• [ENTRIES SHOWN]:
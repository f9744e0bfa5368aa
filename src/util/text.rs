use std::{collections::HashSet, str::FromStr};

use anyhow::{anyhow, Result};
use rust_decimal::Decimal;

use crate::logging;

const NUMBER_ESCAPE_CHAR: &[char] = &['元', '%', ',', ' ', '"', '\n'];

/// Converts Big5 encoded bytes to a UTF-8 `String`.
///
/// Malformed sequences are replaced with U+FFFD rather than failing the
/// whole page; a warning is logged when that happens.
pub fn big5_2_utf8(data: &[u8]) -> String {
    let (text, had_errors) = encoding_rs::BIG5.decode_without_bom_handling(data);
    if had_errors {
        logging::warn_file_async(format!(
            "Failed to BIG5.decode {} bytes cleanly, malformed sequences were replaced",
            data.len()
        ));
    }

    text.into_owned()
}

/// Converts bytes to a UTF-8 `String`, replacing invalid sequences.
pub fn utf8_lossy(data: &[u8]) -> String {
    String::from_utf8_lossy(data).into_owned()
}

/// Parses a decimal value from a given string.
///
/// Commas used as thousands separators and the characters in
/// `NUMBER_ESCAPE_CHAR` are removed before parsing.
///
/// # Example
///
/// ```
/// use twstock::util::text::parse_decimal;
///
/// let d = parse_decimal("14,981.69", None).unwrap();
/// assert_eq!(d.to_string(), "14981.69");
/// ```
pub fn parse_decimal(s: &str, escape_chars: Option<Vec<char>>) -> Result<Decimal> {
    let cleaned = clean_escape_chars(s, escape_chars);
    Decimal::from_str(&cleaned)
        .map_err(|why| anyhow!("Failed to parse '{}' as Decimal because {:?}", cleaned, why))
}

/// Parses an `i64` value from a given string.
///
/// # Example
///
/// ```
/// use twstock::util::text::parse_i64;
///
/// assert_eq!(parse_i64("5,028,214,637", None).unwrap(), 5_028_214_637);
/// ```
pub fn parse_i64(s: &str, escape_chars: Option<Vec<char>>) -> Result<i64> {
    let cleaned = clean_escape_chars(s, escape_chars);
    i64::from_str(&cleaned)
        .map_err(|why| anyhow!("Failed to parse '{}' as i64 because: {:?}", cleaned, why))
}

/// Removes a set of escape characters from a given string.
pub(crate) fn clean_escape_chars(s: &str, escape_chars: Option<Vec<char>>) -> String {
    let mut combined: Vec<char> = NUMBER_ESCAPE_CHAR.to_vec();
    if let Some(ec) = escape_chars {
        combined.extend(ec);
    }

    let filters = combined.iter().collect::<HashSet<_>>();
    s.chars().filter(|c| !filters.contains(c)).collect()
}

#[cfg(test)]
mod tests {
    use rust_decimal_macros::dec;

    // 注意這個慣用法：在 tests 模組中，從外部範疇匯入所有名字。
    use super::*;

    #[test]
    fn test_big5_2_utf8() {
        let (bytes, _, _) = encoding_rs::BIG5.encode("有價證券代號及名稱");
        assert_eq!(big5_2_utf8(&bytes), "有價證券代號及名稱");
        // 單獨的 lead byte 不會讓整頁失敗
        assert!(big5_2_utf8(&[0xA4]).contains('\u{FFFD}'));
    }

    #[test]
    fn test_parse_decimal() {
        assert_eq!(parse_decimal("14,981.69", None).unwrap(), dec!(14981.69));
        assert_eq!(parse_decimal("-18.38", None).unwrap(), dec!(-18.38));
        assert_eq!(parse_decimal("181,641,243,076", None).unwrap(), dec!(181641243076));
        assert_eq!(parse_decimal("506.00", None).unwrap(), dec!(506));
        assert!(parse_decimal("--", None).is_err());
        assert!(parse_decimal("1B", None).is_err());
        assert!(parse_decimal("", None).is_err());
    }

    #[test]
    fn test_parse_i64() {
        assert_eq!(parse_i64("1,328", None).unwrap(), 1328);
        assert_eq!(parse_i64("5,028,214,637", None).unwrap(), 5_028_214_637);
        assert!(parse_i64("BADDATA", None).is_err());
        assert!(parse_i64("1.5", None).is_err());
    }

    #[test]
    fn test_clean_escape_chars() {
        let result = clean_escape_chars("台積電% 元 ,", Some(vec!['台']));
        assert_eq!(result, "積電");
    }
}
/// 國際證券辨識號碼一覽表
pub mod isin;
/// 基本市況報導網站
pub mod mis;
/// 依證券清單分派個股日成交資訊
pub mod quote;
/// 共用 證交所、櫃買中心的回應格式與欄位解析
pub(crate) mod share;
/// 台灣證券櫃檯買賣中心
pub mod tpex;
/// 台灣證券交易所
pub mod twse;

• [ABOUT THIS TASK]:
Looking at the entries above, say how many lines contain the word "tests". Nothing but the number is needed.

• [RESPONSE TO THIS EXERCISE]:
2